Given data:
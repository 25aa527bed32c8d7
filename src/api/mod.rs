//! API Module
//!
//! HTTP handlers and routing for the collection endpoints.
//!
//! # Endpoints
//! - `GET|POST /api/:collection` - List / create
//! - `POST /api/:collection/refresh` - Forced re-read
//! - `GET|PUT|DELETE /api/:collection/:id` - Single document
//! - `GET|DELETE /cache`, `GET /cache/:key` - Cache inspection
//! - `GET /health` - Health check endpoint

pub mod handlers;
pub mod routes;

pub use handlers::*;
pub use routes::create_router;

Aim of the exercise: Write every record out again exactly.

Response for this exercise:
repository 25aa527bed32c8d7
filename src/api/mod.rs
//! API Module
//!
//! HTTP handlers and routing for the collection endpoints.
//!
//! # Endpoints
//! - `GET|POST /api/:collection` - List / create
//! - `POST /api/:collection/refresh` - Forced re-read
//! - `GET|PUT|DELETE /api/:collection/:id` - Single document
//! - `GET|DELETE /cache`, `GET /cache/:key` - Cache inspection
//! - `GET /health` - Health check endpoint

pub mod handlers;
pub mod routes;

pub use handlers::*;
pub use routes::create_router;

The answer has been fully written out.